January 19, 2017
Think a small business is safe from cyber criminals?
In fact, no business is too small to avoid a cyber attack or data breach, wrote Larry Ponemon about the findings of the 2016 State of Cybersecurity in SMB (small and medium sized businesses). The research showed that in the past year, 55% of respondents had experienced a cyber attack while 50% had a data breach.
What’s also important to know is that cyber criminals know that small business network security is often lacking, and that makes stealing data easier, quicker, and less risky.
What are information security best practices for small business?
Identify sensitive data: Every organization handles a certain amount of confidential information even if it’s simply identification information about its employees. Keep records of this information, where it resides, and who has access to it too.
Have a small business internet security policy: Create an official security policy that employees can refer to. This shows that the company takes security in the workplace seriously.
Protect all computers: A Computerworld story reported that cyber crooks are targeting small businesses because of their lack of strong authentication procedures, transaction controls, and red flag reporting capabilities. Secure computers with firewalls, antivirus software, and other security software.
Focus on employees: Employees are typically an organization’s biggest security risk so it’s so important to teach them about information security. Use security awareness training to teach them how to make secure choices in and out of the office, and lead by example too.
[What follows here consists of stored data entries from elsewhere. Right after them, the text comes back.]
//! The geometry-kernel capability consumed by the rebuild engine and the session.
//!
//! [`GeometryKernel`] is the narrow contract the editing core needs from a B-rep
//! kernel: primitive construction from coordinates, decomposition of a solid into
//! its faces, edges and vertices, sewing, optional validation, lifetime control
//! and tessellation. [`TopologyStore`] is the native implementation.

use crate::error::{KernelError, Result};
use crate::math::{Point3, Vector3};
use crate::operations::creation::{
    make_line_edge, MakeBox, MakeFace, MakeShell, MakeSolid, MakeWire,
};
use crate::operations::query::{ExploreSolid, IsValid};
use crate::operations::sewing::{Sew, Sewn};
use crate::operations::shaping::{Extrude, ProfileSegment};
use crate::tessellation::{Mesh, TessellateSolid, TessellationParams};
use crate::topology::{
    EdgeId, Entity, FaceId, OrientedEdge, ShellId, SolidId, TopologyStore, VertexData, VertexId,
    WireId,
};

/// Classification of a boundary edge.
#[derive(Debug, Clone, Copy, PartialEq, Eq)]
pub enum EdgeKind {
    /// Two endpoints joined by a straight segment.
    Straight,
    /// Any other curve.
    Curved,
}

/// Operations the editing core needs from a B-rep kernel.
pub trait GeometryKernel {
    // --- construction ---

    /// Creates a free vertex.
    ///
    /// # Errors
    ///
    /// Returns an error if the point is not finite.
    fn make_vertex(&mut self, point: Point3) -> Result<VertexId>;

    /// Creates a straight edge between two existing vertices.
    ///
    /// # Errors
    ///
    /// Returns an error if a vertex is missing or the vertices coincide.
    fn make_edge(&mut self, start: VertexId, end: VertexId) -> Result<EdgeId>;

    /// Creates a straight edge with its own private endpoint vertices.
    ///
    /// # Errors
    ///
    /// Returns an error if the points coincide or are not finite.
    fn make_edge_from_points(&mut self, start: Point3, end: Point3) -> Result<EdgeId>;

    /// Creates a closed wire from a connected loop of oriented edges.
    ///
    /// # Errors
    ///
    /// Returns an error if the edges do not form a connected closed loop.
    fn make_wire(&mut self, edges: &[OrientedEdge]) -> Result<WireId>;

    /// Creates a face bounded by `wire`.
    ///
    /// # Errors
    ///
    /// Returns an error if the wire is open or degenerate, or if the kernel
    /// cannot infer a surface of the requested kind.
    fn make_face(&mut self, wire: WireId, planar: bool) -> Result<FaceId>;

    /// Creates a shell from faces.
    ///
    /// # Errors
    ///
    /// Returns an error if no faces are given or a face is missing.
    fn make_shell(&mut self, faces: &[FaceId]) -> Result<ShellId>;

    /// Creates a solid bounded by a closed shell.
    ///
    /// # Errors
    ///
    /// Returns an error if the shell is missing or not closed.
    fn make_solid(&mut self, shell: ShellId) -> Result<SolidId>;

    /// Creates an axis-aligned box.
    ///
    /// # Errors
    ///
    /// Returns an error if the box has no volume.
    fn make_box(&mut self, min: Point3, max: Point3) -> Result<SolidId>;

    /// Extrudes a closed profile along `direction`.
    ///
    /// # Errors
    ///
    /// Returns an error if the profile is degenerate or cannot be extruded.
    fn extrude(&mut self, profile: &[ProfileSegment], direction: Vector3) -> Result<SolidId>;

    // --- decomposition ---

    /// Faces of a solid in enumeration order.
    ///
    /// # Errors
    ///
    /// Returns an error if the solid or an entity it references is missing.
    fn solid_faces(&self, solid: SolidId) -> Result<Vec<FaceId>>;

    /// Vertices of a solid in enumeration order. Vertex moves index this list.
    ///
    /// # Errors
    ///
    /// Returns an error if the solid or an entity it references is missing.
    fn solid_vertices(&self, solid: SolidId) -> Result<Vec<VertexId>>;

    /// Edges of a solid in enumeration order.
    ///
    /// # Errors
    ///
    /// Returns an error if the solid or an entity it references is missing.
    fn solid_edges(&self, solid: SolidId) -> Result<Vec<EdgeId>>;

    /// The oriented edges of a face's outer boundary, in traversal order.
    ///
    /// # Errors
    ///
    /// Returns an error if the face or its wire is missing.
    fn face_edges(&self, face: FaceId) -> Result<Vec<OrientedEdge>>;

    /// Every vertex on any boundary of a face, holes included.
    ///
    /// # Errors
    ///
    /// Returns an error if the face or an entity it references is missing.
    fn face_vertices(&self, face: FaceId) -> Result<Vec<VertexId>>;

    /// Number of holes in a face.
    ///
    /// # Errors
    ///
    /// Returns an error if the face is missing.
    fn face_inner_wire_count(&self, face: FaceId) -> Result<usize>;

    /// Start and end vertex of an edge in its own direction.
    ///
    /// # Errors
    ///
    /// Returns an error if the edge is missing.
    fn edge_vertices(&self, edge: EdgeId) -> Result<(VertexId, VertexId)>;

    /// Position of a vertex.
    ///
    /// # Errors
    ///
    /// Returns an error if the vertex is missing.
    fn vertex_point(&self, vertex: VertexId) -> Result<Point3>;

    /// Whether an edge is a straight segment.
    ///
    /// # Errors
    ///
    /// Returns an error if the edge is missing.
    fn edge_kind(&self, edge: EdgeId) -> Result<EdgeKind>;

    // --- stitching and validation ---

    /// Sews faces into one shell, merging boundaries that coincide within `tolerance`.
    ///
    /// # Errors
    ///
    /// Returns an error if sewing cannot produce a shell.
    fn sew(&mut self, faces: &[FaceId], tolerance: f64) -> Result<Sewn>;

    /// Structural soundness of a solid, or `None` if the kernel cannot tell.
    fn validate(&self, _solid: SolidId) -> Option<bool> {
        None
    }

    // --- lifetime ---

    /// Destroys a solid along with everything only it references.
    ///
    /// # Errors
    ///
    /// Returns an error if the solid does not exist.
    fn free_solid(&mut self, solid: SolidId) -> Result<()>;

    /// Drops scratch entities that nothing live still references.
    fn discard(&mut self, entities: &[Entity]);

    // --- display ---

    /// Tessellates a solid into a display mesh.
    ///
    /// # Errors
    ///
    /// Returns an error if the solid cannot be tessellated.
    fn tessellate(&self, solid: SolidId, params: &TessellationParams) -> Result<Mesh>;
}

impl GeometryKernel for TopologyStore {
    fn make_vertex(&mut self, point: Point3) -> Result<VertexId> {
        if !crate::math::is_finite(&point) {
            return Err(KernelError::InvalidInput("vertex position is not finite".into()).into());
        }
        Ok(self.add_vertex(VertexData::new(point)))
    }

    fn make_edge(&mut self, start: VertexId, end: VertexId) -> Result<EdgeId> {
        make_line_edge(self, start, end)
    }

    fn make_edge_from_points(&mut self, start: Point3, end: Point3) -> Result<EdgeId> {
        let a = self.make_vertex(start)?;
        let b = self.make_vertex(end)?;
        make_line_edge(self, a, b).inspect_err(|_| {
            self.discard(&[Entity::Vertex(a), Entity::Vertex(b)]);
        })
    }

    fn make_wire(&mut self, edges: &[OrientedEdge]) -> Result<WireId> {
        let wire = MakeWire::from_edges(edges.to_vec()).execute(self)?;
        if !self.wire(wire)?.is_closed {
            self.discard(&[Entity::Wire(wire)]);
            return Err(KernelError::WireNotClosed.into());
        }
        Ok(wire)
    }

    fn make_face(&mut self, wire: WireId, planar: bool) -> Result<FaceId> {
        if !planar {
            return Err(KernelError::NotSupported(
                "surface inference from a bare wire is only available for planes".into(),
            )
            .into());
        }
        MakeFace::new(wire, vec![]).execute(self)
    }

    fn make_shell(&mut self, faces: &[FaceId]) -> Result<ShellId> {
        MakeShell::new(faces.to_vec()).execute(self)
    }

    fn make_solid(&mut self, shell: ShellId) -> Result<SolidId> {
        MakeSolid::new(shell, vec![]).execute(self)
    }

    fn make_box(&mut self, min: Point3, max: Point3) -> Result<SolidId> {
        MakeBox::new(min, max).execute(self)
    }

    fn extrude(&mut self, profile: &[ProfileSegment], direction: Vector3) -> Result<SolidId> {
        Extrude::new(profile.to_vec(), direction).execute(self)
    }

    fn solid_faces(&self, solid: SolidId) -> Result<Vec<FaceId>> {
        Ok(ExploreSolid::new(solid).execute(self)?.faces)
    }

    fn solid_vertices(&self, solid: SolidId) -> Result<Vec<VertexId>> {
        Ok(ExploreSolid::new(solid).execute(self)?.vertices)
    }

    fn solid_edges(&self, solid: SolidId) -> Result<Vec<EdgeId>> {
        Ok(ExploreSolid::new(solid).execute(self)?.edges)
    }

    fn face_edges(&self, face: FaceId) -> Result<Vec<OrientedEdge>> {
        let wire = self.face(face)?.outer_wire;
        Ok(self.wire(wire)?.edges.clone())
    }

    fn face_vertices(&self, face: FaceId) -> Result<Vec<VertexId>> {
        let mut out = Vec::new();
        for wire in self.face(face)?.wires() {
            out.extend(self.wire_vertices(wire)?);
        }
        Ok(out)
    }

    fn face_inner_wire_count(&self, face: FaceId) -> Result<usize> {
        Ok(self.face(face)?.inner_wires.len())
    }

    fn edge_vertices(&self, edge: EdgeId) -> Result<(VertexId, VertexId)> {
        let data = self.edge(edge)?;
        Ok((data.start, data.end))
    }

    fn vertex_point(&self, vertex: VertexId) -> Result<Point3> {
        Ok(self.vertex(vertex)?.point)
    }

    fn edge_kind(&self, edge: EdgeId) -> Result<EdgeKind> {
        Ok(if self.edge(edge)?.curve.is_straight() {
            EdgeKind::Straight
        } else {
            EdgeKind::Curved
        })
    }

    fn sew(&mut self, faces: &[FaceId], tolerance: f64) -> Result<Sewn> {
        Sew::new(faces.to_vec(), tolerance).execute(self)
    }

    fn validate(&self, solid: SolidId) -> Option<bool> {
        Some(IsValid::new(solid).execute(self))
    }

    fn free_solid(&mut self, solid: SolidId) -> Result<()> {
        TopologyStore::free_solid(self, solid)?;
        Ok(())
    }

    fn discard(&mut self, entities: &[Entity]) {
        TopologyStore::discard(self, entities);
    }

    fn tessellate(&self, solid: SolidId, params: &TessellationParams) -> Result<Mesh> {
        TessellateSolid::new(solid, *params).execute(self)
    }
}

#[cfg(test)]
#[allow(clippy::unwrap_used)]
mod tests {
    use super::*;

    fn p(x: f64, y: f64, z: f64) -> Point3 {
        Point3::new(x, y, z)
    }

    #[test]
    fn triangle_from_shared_edges() {
        let mut store = TopologyStore::new();
        let a = store.make_vertex(p(0.0, 0.0, 0.0)).unwrap();
        let b = store.make_vertex(p(1.0, 0.0, 0.0)).unwrap();
        let c = store.make_vertex(p(0.0, 1.0, 0.0)).unwrap();
        let ab = store.make_edge(a, b).unwrap();
        let bc = store.make_edge(b, c).unwrap();
        let ca = store.make_edge(c, a).unwrap();
        let wire = store
            .make_wire(&[
                OrientedEdge::new(ab, true),
                OrientedEdge::new(bc, true),
                OrientedEdge::new(ca, true),
            ])
            .unwrap();
        let face = store.make_face(wire, true).unwrap();
        assert_eq!(store.face_edges(face).unwrap().len(), 3);
        assert_eq!(store.face_inner_wire_count(face).unwrap(), 0);
        assert_eq!(store.face_vertices(face).unwrap(), vec![a, b, c]);
    }

    #[test]
    fn non_planar_face_request_is_not_supported() {
        let mut store = TopologyStore::new();
        let wire = MakeWire::new(vec![p(0.0, 0.0, 0.0), p(1.0, 0.0, 0.0), p(0.0, 1.0, 0.0)], true)
            .execute(&mut store)
            .unwrap();
        let err = store.make_face(wire, false).unwrap_err();
        assert!(matches!(err, crate::Error::Kernel(KernelError::NotSupported(_))));
    }

    #[test]
    fn open_wire_is_rejected_and_dropped() {
        let mut store = TopologyStore::new();
        let e1 = store.make_edge_from_points(p(0.0, 0.0, 0.0), p(1.0, 0.0, 0.0)).unwrap();
        let (_, end) = store.edge_vertices(e1).unwrap();
        let far = store.make_vertex(p(1.0, 1.0, 0.0)).unwrap();
        let e2 = store.make_edge(end, far).unwrap();
        let before = store.counts();
        let result = store.make_wire(&[OrientedEdge::new(e1, true), OrientedEdge::new(e2, true)]);
        assert!(matches!(result, Err(crate::Error::Kernel(KernelError::WireNotClosed))));
        assert_eq!(store.counts(), before);
    }

    #[test]
    fn coincident_points_make_no_edge() {
        let mut store = TopologyStore::new();
        assert!(store.make_edge_from_points(p(1.0, 1.0, 1.0), p(1.0, 1.0, 1.0)).is_err());
        assert_eq!(store.counts().total(), 0);
    }

    #[test]
    fn box_decomposes_in_enumeration_order() {
        let mut store = TopologyStore::new();
        let solid = store.make_box(p(0.0, 0.0, 0.0), p(1.0, 1.0, 1.0)).unwrap();
        assert_eq!(store.solid_faces(solid).unwrap().len(), 6);
        assert_eq!(store.solid_edges(solid).unwrap().len(), 12);
        let vertices = store.solid_vertices(solid).unwrap();
        assert_eq!(vertices.len(), 8);
        assert_eq!(store.vertex_point(vertices[0]).unwrap(), p(0.0, 0.0, 0.0));
        assert_eq!(store.validate(solid), Some(true));
    }

    #[test]
    fn arc_edges_classify_as_curved() {
        let mut store = TopologyStore::new();
        let profile = vec![
            ProfileSegment::Line { start: p(0.0, 0.0, 0.0) },
            ProfileSegment::Line { start: p(2.0, 0.0, 0.0) },
            ProfileSegment::Arc {
                start: p(2.0, 1.0, 0.0),
                center: p(1.0, 1.0, 0.0),
                normal: Vector3::z(),
            },
            ProfileSegment::Line { start: p(0.0, 1.0, 0.0) },
        ];
        let solid = store.extrude(&profile, Vector3::z()).unwrap();
        let kinds: Vec<_> = store
            .solid_edges(solid)
            .unwrap()
            .into_iter()
            .map(|e| store.edge_kind(e).unwrap())
            .collect();
        assert_eq!(kinds.iter().filter(|k| **k == EdgeKind::Curved).count(), 2);
        assert!(kinds.contains(&EdgeKind::Straight));
    }
}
According to the Ponemon study, the most prevalent attacks against small businesses are web-based and phishing/social engineering.
Tackle social media: Many employees participate in social media. Empower employees with small business cyber security best practices that include guidelines about social media. For example, define what is confidential and not appropriate for social media postings.
Mobile protection: There are more mobile devices than ever in the workplace. Many employees keep work and personal data on phones and tablets, and don’t have sufficient security. Encrypt all devices, and provide IT safeguards.
Passwords: Passwords are a critical key to small business cyber security. Be sure everyone uses strong passwords, and keeps them safe. Change passwords if employees leave, or there are changes to third-parties.
Physical security: Provide physical protection for confidential information. Physical statements that contain credit card data, etc. can be easily recovered from open recycling bins; many legacy devices contain residual data that can be found – and stolen. Proper disposal of information that is no longer needed is important. Both paper documents and hard drives containing confidential data should be securely destroyed. Partner with a reliable shredding company that has a secure chain of custody including locked consoles and on-or off-site shredding and hard drive destruction services.
Choose a security partner: Partner with vendors and third parties that are committed to security and understand the unique needs of security in a small business environment. Look for companies that have a proven track record in information security and who can provide on-going information about privacy laws that pertain to your industry and business.
A Document Management Policy will help a small business protect its confidential information from creation to disposal.